- [Work task] From the entries below, retype only the lines from the one with "pub struct InMemoryPolicyStore" through the one with "the built-in policy.", exactly as written.

---- Study material

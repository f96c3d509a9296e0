//! Triage report rendering.
//!
//! Turns any `TriageResult`-shaped JSON plus image links into a
//! self-contained HTML document. Nothing here re-runs triage logic:
//! whatever the caller hands in is displayed, and missing fields show as
//! "n/a".

use chrono::{DateTime, Utc};
use orthoassist_core::{Detection, MEDICAL_DISCLAIMER};
use serde::{Deserialize, Serialize};
use serde_json::Value;
use tracing::{debug, error};

const REPORT_TEMPLATE_NAME: &str = "report.html";
const REPORT_TEMPLATE: &str = include_str!("../templates/report.html");

/// MIME type of rendered reports.
pub const CONTENT_TYPE: &str = "text/html; charset=utf-8";

const MISSING: &str = "n/a";

#[derive(Debug, thiserror::Error)]
pub enum ReportError {
    #[error("template error: {0}")]
    Template(#[from] minijinja::Error),
    #[error("invalid report input: {0}")]
    InvalidInput(String),
}

/// Links to the uploaded and the annotated radiograph.
#[derive(Debug, Clone, Default, PartialEq, Serialize, Deserialize)]
pub struct ImageUrls {
    #[serde(default)]
    pub original_image_url: Option<String>,
    #[serde(default)]
    pub annotated_image_url: Option<String>,
}

/// Everything a report shows.
#[derive(Debug, Clone, PartialEq, Serialize, Deserialize)]
pub struct ReportInput {
    pub request_id: String,
    /// Triage result as produced by the engine, or any subset of it.
    #[serde(default)]
    pub triage: Value,
    #[serde(default, alias = "cloudinary_urls")]
    pub image_urls: ImageUrls,
    #[serde(default = "Utc::now")]
    pub generated_at: DateTime<Utc>,
}

impl ReportInput {
    /// Read an analysis payload (`request_id`, `triage`, `image_urls` or
    /// `cloudinary_urls`). Absent keys are tolerated.
    pub fn from_analysis(analysis: &Value) -> Result<Self, ReportError> {
        if !analysis.is_object() {
            return Err(ReportError::InvalidInput("analysis must be a JSON object".into()));
        }
        let request_id = match analysis.get("request_id") {
            Some(Value::String(s)) if !s.is_empty() => s.clone(),
            Some(Value::Number(n)) => n.to_string(),
            _ => "unknown".to_string(),
        };
        let image_urls = analysis
            .get("image_urls")
            .or_else(|| analysis.get("cloudinary_urls"))
            .and_then(|v| serde_json::from_value(v.clone()).ok())
            .unwrap_or_default();

        Ok(Self {
            request_id,
            triage: analysis.get("triage").cloned().unwrap_or(Value::Null),
            image_urls,
            generated_at: Utc::now(),
        })
    }
}

/// Attachment file name for a report.
pub fn report_filename(request_id: &str) -> String {
    let safe: String = request_id
        .chars()
        .filter(|c| c.is_ascii_alphanumeric() || *c == '-' || *c == '_')
        .collect();
    let safe = if safe.is_empty() { "unknown" } else { safe.as_str() };
    format!("orthoassist_report_{}.html", safe)
}

/// Template context. Every field is display-ready.
#[derive(Debug, Serialize)]
struct ReportView<'a> {
    request_id: &'a str,
    generated_at: String,
    level: String,
    level_class: String,
    confidence: Option<f64>,
    method: String,
    body_part: String,
    partial: bool,
    rationale: Vec<String>,
    recommendations: Vec<String>,
    detections: Vec<Detection>,
    original_image_url: Option<&'a str>,
    annotated_image_url: Option<&'a str>,
    disclaimer: String,
}

impl<'a> ReportView<'a> {
    fn from_input(input: &'a ReportInput) -> Result<Self, ReportError> {
        let triage = &input.triage;
        if !(triage.is_object() || triage.is_null()) {
            return Err(ReportError::InvalidInput("triage must be a JSON object".into()));
        }

        let level = text(triage, "level").map(|l| l.to_uppercase());
        let level_class = match level.as_deref() {
            Some("RED") => "red",
            Some("AMBER") => "amber",
            Some("GREEN") => "green",
            _ => "unknown",
        };

        Ok(Self {
            request_id: &input.request_id,
            generated_at: input.generated_at.format("%Y-%m-%d %H:%M UTC").to_string(),
            level: level.unwrap_or_else(|| MISSING.to_string()),
            level_class: level_class.to_string(),
            confidence: triage
                .get("confidence")
                .and_then(Value::as_f64)
                .filter(|c| c.is_finite()),
            method: text(triage, "method").unwrap_or_else(|| MISSING.to_string()),
            body_part: text(triage, "body_part").unwrap_or_else(|| MISSING.to_string()),
            partial: triage.get("partial").and_then(Value::as_bool).unwrap_or(false),
            rationale: string_list(triage.get("rationale")),
            recommendations: string_list(triage.get("recommendations")),
            detections: detections(triage.get("detections")),
            original_image_url: non_empty(&input.image_urls.original_image_url),
            annotated_image_url: non_empty(&input.image_urls.annotated_image_url),
            disclaimer: text(triage, "medical_disclaimer")
                .unwrap_or_else(|| MEDICAL_DISCLAIMER.to_string()),
        })
    }
}

fn text(value: &Value, key: &str) -> Option<String> {
    value
        .get(key)
        .and_then(Value::as_str)
        .map(str::trim)
        .filter(|s| !s.is_empty())
        .map(str::to_string)
}

/// A string or a list of strings.
fn string_list(value: Option<&Value>) -> Vec<String> {
    match value {
        Some(Value::String(s)) if !s.trim().is_empty() => vec![s.clone()],
        Some(Value::Array(items)) => items
            .iter()
            .filter_map(Value::as_str)
            .filter(|s| !s.trim().is_empty())
            .map(str::to_string)
            .collect(),
        _ => Vec::new(),
    }
}

/// Entries that do not parse as a detection are skipped.
fn detections(value: Option<&Value>) -> Vec<Detection> {
    let Some(Value::Array(items)) = value else {
        return Vec::new();
    };
    items
        .iter()
        .filter_map(|v| serde_json::from_value::<Detection>(v.clone()).ok())
        .filter(|d| d.is_well_formed() && !d.label.trim().is_empty())
        .collect()
}

fn non_empty(url: &Option<String>) -> Option<&str> {
    url.as_deref().map(str::trim).filter(|s| !s.is_empty())
}

/// Renders reports from the bundled HTML template.
#[derive(Debug, Default)]
pub struct ReportRenderer {
    _private: (),
}

impl ReportRenderer {
    pub fn new() -> Self {
        Self { _private: () }
    }

    /// Configured environment with the report template registered. The
    /// `.html` name turns on HTML auto-escaping.
    fn build_env() -> Result<minijinja::Environment<'static>, ReportError> {
        let mut env = minijinja::Environment::new();
        env.add_filter("round", round_filter);
        env.add_filter("upper", upper_filter);
        env.add_template(REPORT_TEMPLATE_NAME, REPORT_TEMPLATE)?;
        Ok(env)
    }

    /// Render `input` as HTML bytes.
    ///
    /// # Errors
    ///
    /// [`ReportError::InvalidInput`] if `triage` is neither an object nor
    /// null; [`ReportError::Template`] if rendering fails.
    pub fn render(&self, input: &ReportInput) -> Result<Vec<u8>, ReportError> {
        match Self::render_html(input) {
            Ok(html) => {
                debug!(request_id = %input.request_id, bytes = html.len(), "report rendered");
                Ok(html.into_bytes())
            }
            Err(e) => {
                error!(request_id = %input.request_id, error = %e, "report rendering failed");
                Err(e)
            }
        }
    }

    fn render_html(input: &ReportInput) -> Result<String, ReportError> {
        let view = ReportView::from_input(input)?;
        let env = Self::build_env()?;
        Ok(env.get_template(REPORT_TEMPLATE_NAME)?.render(&view)?)
    }

    /// Fixed sample analysis for `request_id`, used until stored analyses
    /// can be looked up by id.
    pub fn sample(request_id: &str) -> ReportInput {
        ReportInput {
            request_id: request_id.to_string(),
            triage: serde_json::json!({
                "level": "AMBER",
                "confidence": 0.72,
                "body_part": "hand",
                "detections": [{"class": "Fracture", "confidence": 0.72}],
            }),
            image_urls: ImageUrls {
                original_image_url: Some("https://example.com/original.jpg".to_string()),
                annotated_image_url: Some("https://example.com/annotated.jpg".to_string()),
            },
            generated_at: Utc::now(),
        }
    }
}

/// Custom filter: round a float to N decimal places.
fn round_filter(value: f64, decimals: Option<u32>) -> String {
    let n = decimals.unwrap_or(0);
    format!("{:.prec$}", value, prec = n as usize)
}

fn upper_filter(value: String) -> String {
    value.to_uppercase()
}
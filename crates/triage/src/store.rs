//! Policy store: resolves the [`TriageConfig`] snapshot for a request.

use std::collections::HashMap;
use std::path::Path;
use std::sync::RwLock;

use tracing::info;
use uuid::Uuid;

use crate::policy::{PolicyError, TriageConfig, TriagePolicyDocument};

/// Source of tunable thresholds and keyword lists.
pub trait PolicyStore: Send + Sync {
    /// Owned snapshot of the config for `request_id` (or the default
    /// policy when no id is given or no override exists).
    fn get_triage_config(&self, request_id: Option<Uuid>) -> Result<TriageConfig, PolicyError>;
}

/// Default policy plus optional per-request overrides, held in memory.
pub struct InMemoryPolicyStore {
    default: TriageConfig,
    overrides: RwLock<HashMap<Uuid, TriageConfig>>,
}

impl InMemoryPolicyStore {
    /// Store serving `config` after validating it.
    pub fn new(config: TriageConfig) -> Result<Self, PolicyError> {
        Ok(Self {
            default: config.validated()?,
            overrides: RwLock::new(HashMap::new()),
        })
    }

    /// Store serving the built-in policy.
    pub fn builtin() -> Self {
        Self {
            default: TriageConfig::default(),
            overrides: RwLock::new(HashMap::new()),
        }
    }

    pub fn from_yaml_str(yaml: &str) -> Result<Self, PolicyError> {
        let doc = TriagePolicyDocument::from_yaml_str(yaml)?;
        Self::new(doc.compile()?)
    }

    pub fn from_file(path: &Path) -> Result<Self, PolicyError> {
        let doc = TriagePolicyDocument::from_file(path)?;
        info!(policy_id = %doc.metadata.id, path = %path.display(), "loaded triage policy");
        Self::new(doc.compile()?)
    }

    /// Serve `config` for one request id instead of the default.
    pub fn set_override(&self, request_id: Uuid, config: TriageConfig) -> Result<(), PolicyError> {
        let config = config.validated()?;
        self.overrides
            .write()
            .map_err(|_| PolicyError::Validation("policy override map poisoned".into()))?
            .insert(request_id, config);
        Ok(())
    }

    pub fn clear_override(&self, request_id: Uuid) -> bool {
        match self.overrides.write() {
            Ok(mut map) => map.remove(&request_id).is_some(),
            Err(_) => false,
        }
    }

    pub fn default_config(&self) -> &TriageConfig {
        &self.default
    }
}

impl PolicyStore for InMemoryPolicyStore {
    fn get_triage_config(&self, request_id: Option<Uuid>) -> Result<TriageConfig, PolicyError> {
        let Some(id) = request_id else {
            return Ok(self.default.clone());
        };
        let overrides = self
            .overrides
            .read()
            .map_err(|_| PolicyError::Validation("policy override map poisoned".into()))?;
        Ok(overrides.get(&id).cloned().unwrap_or_else(|| self.default.clone()))
    }
}
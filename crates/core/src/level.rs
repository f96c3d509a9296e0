use std::fmt;
use std::str::FromStr;

use serde::{Deserialize, Serialize};

/// Urgency tier. Variants are declared in ascending priority so the
/// derived `Ord` matches RED > AMBER > GREEN.
#[derive(Debug, Clone, Copy, PartialEq, Eq, Hash, PartialOrd, Ord, Serialize, Deserialize)]
#[serde(rename_all = "UPPERCASE")]
pub enum TriageLevel {
    Green,
    Amber,
    Red,
}

impl TriageLevel {
    pub const ALL: [TriageLevel; 3] = [TriageLevel::Red, TriageLevel::Amber, TriageLevel::Green];

    /// Tie-break priority used when two opinions disagree.
    pub fn priority(self) -> u8 {
        match self {
            TriageLevel::Red => 3,
            TriageLevel::Amber => 2,
            TriageLevel::Green => 1,
        }
    }

    pub fn as_str(self) -> &'static str {
        match self {
            TriageLevel::Red => "RED",
            TriageLevel::Amber => "AMBER",
            TriageLevel::Green => "GREEN",
        }
    }

    /// Care-seeking urgency label for this tier.
    pub fn urgency(self) -> Urgency {
        match self {
            TriageLevel::Red => Urgency::Immediate,
            TriageLevel::Amber => Urgency::Urgent,
            TriageLevel::Green => Urgency::NonUrgent,
        }
    }

    /// Fixed three-item recommendation list for this tier.
    pub fn default_recommendations(self) -> Vec<String> {
        let items: [&str; 3] = match self {
            TriageLevel::Red => [
                "Seek urgent medical attention (ER/urgent care)",
                "Immobilize the affected area and avoid weight bearing",
                "Bring imaging and reports to the appointment",
            ],
            TriageLevel::Amber => [
                "Schedule an appointment within 24-48 hours",
                "Limit activity and consider immobilization until evaluated",
                "Use pain control as advised by a clinician",
            ],
            TriageLevel::Green => [
                "Consider routine follow-up if symptoms persist",
                "Resume activities as tolerated and monitor for worsening",
                "Seek care if pain, numbness, or function worsens",
            ],
        };
        items.iter().map(|s| s.to_string()).collect()
    }
}

impl fmt::Display for TriageLevel {
    fn fmt(&self, f: &mut fmt::Formatter<'_>) -> fmt::Result {
        f.write_str(self.as_str())
    }
}

impl FromStr for TriageLevel {
    type Err = String;

    /// Case-insensitive; surrounding whitespace is ignored.
    fn from_str(s: &str) -> Result<Self, Self::Err> {
        match s.trim().to_ascii_uppercase().as_str() {
            "RED" => Ok(TriageLevel::Red),
            "AMBER" => Ok(TriageLevel::Amber),
            "GREEN" => Ok(TriageLevel::Green),
            other => Err(format!("unknown triage level: '{}'", other)),
        }
    }
}

/// Priority label attached to the simpler assessment variants.
#[derive(Debug, Clone, Copy, PartialEq, Eq, Hash, Serialize, Deserialize)]
#[serde(rename_all = "kebab-case")]
pub enum Urgency {
    Immediate,
    Urgent,
    /// Used when a level was defaulted rather than derived from evidence.
    Moderate,
    NonUrgent,
}

impl fmt::Display for Urgency {
    fn fmt(&self, f: &mut fmt::Formatter<'_>) -> fmt::Result {
        let s = match self {
            Urgency::Immediate => "immediate",
            Urgency::Urgent => "urgent",
            Urgency::Moderate => "moderate",
            Urgency::NonUrgent => "non-urgent",
        };
        f.write_str(s)
    }
}
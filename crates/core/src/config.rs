use std::env;
use std::path::PathBuf;

use serde::{Deserialize, Serialize};

/// Load .env file (silently ignores if missing).
pub fn load_dotenv() {
    dotenvy::dotenv().ok();
}

fn env_or(key: &str, default: &str) -> String {
    env::var(key).unwrap_or_else(|_| default.to_string())
}

fn env_opt(key: &str) -> Option<String> {
    env::var(key).ok().filter(|s| !s.is_empty())
}

/// Read a profiled env var: tries {PROFILE}_{KEY} first, falls back to {KEY}.
fn profiled_env_opt(profile: &str, key: &str) -> Option<String> {
    if !profile.is_empty() {
        let prefixed = format!("{}_{}", profile, key);
        if let Some(v) = env_opt(&prefixed) {
            return Some(v);
        }
    }
    env_opt(key)
}

fn profiled_env_or(profile: &str, key: &str, default: &str) -> String {
    profiled_env_opt(profile, key).unwrap_or_else(|| default.to_string())
}

fn profiled_env_u16(profile: &str, key: &str, default: u16) -> u16 {
    profiled_env_opt(profile, key)
        .and_then(|v| v.parse().ok())
        .unwrap_or(default)
}

fn profiled_env_u32(profile: &str, key: &str, default: u32) -> u32 {
    profiled_env_opt(profile, key)
        .and_then(|v| v.parse().ok())
        .unwrap_or(default)
}

fn profiled_env_u64(profile: &str, key: &str, default: u64) -> u64 {
    profiled_env_opt(profile, key)
        .and_then(|v| v.parse().ok())
        .unwrap_or(default)
}

fn profiled_env_bool(profile: &str, key: &str, default: bool) -> bool {
    match profiled_env_opt(profile, key) {
        Some(v) => matches!(v.to_ascii_lowercase().as_str(), "1" | "true" | "yes" | "on"),
        None => default,
    }
}

// ── Top-level config ──────────────────────────────────────────

#[derive(Debug, Clone, Serialize, Deserialize)]
pub struct Config {
    /// Active profile name (empty = default).
    pub profile: String,
    pub server: ServerConfig,
    pub llm: LlmConfig,
    pub ollama: OllamaConfig,
    pub triage: TriageSettings,
}

impl Config {
    /// Build config from environment variables (call `load_dotenv()` first).
    /// Profile is read from `ORTHO_PROFILE`. When set (e.g. `PROD`),
    /// every key is first looked up as `{PROFILE}_{KEY}`, falling back to `{KEY}`.
    pub fn from_env() -> Self {
        let profile = env_or("ORTHO_PROFILE", "").to_uppercase();
        Self::for_profile(&profile)
    }

    /// Build config for a specific named profile (empty string = default).
    pub fn for_profile(profile: &str) -> Self {
        let p = profile.to_uppercase();
        let p = p.as_str();
        Self {
            profile: p.to_string(),
            server: ServerConfig::from_env_profiled(p),
            llm: LlmConfig::from_env_profiled(p),
            ollama: OllamaConfig::from_env_profiled(p),
            triage: TriageSettings::from_env_profiled(p),
        }
    }

    pub fn profile_label(&self) -> &str {
        if self.profile.is_empty() { "default" } else { &self.profile }
    }

    /// Print a redacted summary for startup logs.
    pub fn log_summary(&self) {
        tracing::info!("Config loaded (profile: {}):", self.profile_label());
        tracing::info!("  server:  {}:{}", self.server.host, self.server.port);
        tracing::info!(
            "  llm:     provider={}, configured={}",
            self.llm.provider,
            self.llm.is_configured()
        );
        tracing::info!("  ollama:  url={}", self.ollama.url);
        tracing::info!(
            "  triage:  policy={}, llm_fallback={}, timeout={}s",
            self.triage
                .policy_path
                .as_ref()
                .map(|p| p.display().to_string())
                .unwrap_or_else(|| "(built-in)".into()),
            self.triage.llm_fallback_enabled,
            self.triage.external_timeout_secs
        );
    }
}

// ── Server ────────────────────────────────────────────────────

#[derive(Debug, Clone, Serialize, Deserialize)]
pub struct ServerConfig {
    pub host: String,
    pub port: u16,
    pub cors_origin: String,
}

impl ServerConfig {
    fn from_env_profiled(p: &str) -> Self {
        Self {
            host: profiled_env_or(p, "HOST", "0.0.0.0"),
            port: profiled_env_u16(p, "PORT", 8000),
            cors_origin: profiled_env_or(p, "CORS_ORIGIN", "*"),
        }
    }
}

// ── LLM (Groq / OpenAI / Anthropic) ──────────────────────────

#[derive(Debug, Clone, Serialize, Deserialize)]
pub struct LlmConfig {
    /// "groq", "openai", "anthropic", "ollama"
    pub provider: String,
    pub groq_api_key: Option<String>,
    pub groq_model: String,
    pub groq_base_url: String,
    pub openai_api_key: Option<String>,
    pub openai_model: String,
    pub openai_base_url: Option<String>,
    pub anthropic_api_key: Option<String>,
    pub anthropic_model: String,
    pub temperature: f32,
    pub max_tokens: u32,
}

impl LlmConfig {
    fn from_env_profiled(p: &str) -> Self {
        Self {
            provider: profiled_env_or(p, "LLM_PROVIDER", "groq"),
            groq_api_key: profiled_env_opt(p, "GROQ_API_KEY"),
            groq_model: profiled_env_or(p, "GROQ_MODEL", "llama-3.1-8b-instant"),
            groq_base_url: profiled_env_or(p, "GROQ_BASE_URL", "https://api.groq.com/openai"),
            openai_api_key: profiled_env_opt(p, "OPENAI_API_KEY"),
            openai_model: profiled_env_or(p, "OPENAI_MODEL", "gpt-4o-mini"),
            openai_base_url: profiled_env_opt(p, "OPENAI_BASE_URL"),
            anthropic_api_key: profiled_env_opt(p, "ANTHROPIC_API_KEY"),
            anthropic_model: profiled_env_or(p, "ANTHROPIC_MODEL", "claude-sonnet-4-5-20250929"),
            temperature: profiled_env_or(p, "LLM_TEMPERATURE", "0.1")
                .parse()
                .unwrap_or(0.1),
            max_tokens: profiled_env_u32(p, "LLM_MAX_TOKENS", 512),
        }
    }

    pub fn is_configured(&self) -> bool {
        match self.provider.as_str() {
            "groq" => self.groq_api_key.is_some(),
            "openai" => self.openai_api_key.is_some(),
            "anthropic" | "claude" => self.anthropic_api_key.is_some(),
            "ollama" => true,
            _ => false,
        }
    }
}

// ── Ollama (local models) ─────────────────────────────────────

#[derive(Debug, Clone, Serialize, Deserialize)]
pub struct OllamaConfig {
    pub url: String,
    pub model: String,
}

impl OllamaConfig {
    fn from_env_profiled(p: &str) -> Self {
        Self {
            url: profiled_env_or(p, "OLLAMA_URL", "http://localhost:11434"),
            model: profiled_env_or(p, "OLLAMA_MODEL", "llama3.1"),
        }
    }
}

// ── Triage engine ─────────────────────────────────────────────

#[derive(Debug, Clone, Serialize, Deserialize)]
pub struct TriageSettings {
    /// YAML policy document; built-in policy when absent.
    pub policy_path: Option<PathBuf>,
    /// Consult the external assessment when rule confidence is low.
    pub llm_fallback_enabled: bool,
    /// Upper bound on one external assessment call.
    pub external_timeout_secs: u64,
}

impl TriageSettings {
    fn from_env_profiled(p: &str) -> Self {
        Self {
            policy_path: profiled_env_opt(p, "TRIAGE_POLICY_PATH").map(PathBuf::from),
            llm_fallback_enabled: profiled_env_bool(p, "TRIAGE_LLM_FALLBACK", true),
            external_timeout_secs: profiled_env_u64(p, "TRIAGE_EXTERNAL_TIMEOUT_SECS", 10),
        }
    }
}

impl Default for TriageSettings {
    fn default() -> Self {
        Self {
            policy_path: None,
            llm_fallback_enabled: true,
            external_timeout_secs: 10,
        }
    }
}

--------

- [Solution to this exercise]
pub struct InMemoryPolicyStore {
    default: TriageConfig,
    overrides: RwLock<HashMap<Uuid, TriageConfig>>,
}

impl InMemoryPolicyStore {
    /// Store serving `config` after validating it.
    pub fn new(config: TriageConfig) -> Result<Self, PolicyError> {
        Ok(Self {
            default: config.validated()?,
            overrides: RwLock::new(HashMap::new()),
        })
    }

    /// Store serving the built-in policy.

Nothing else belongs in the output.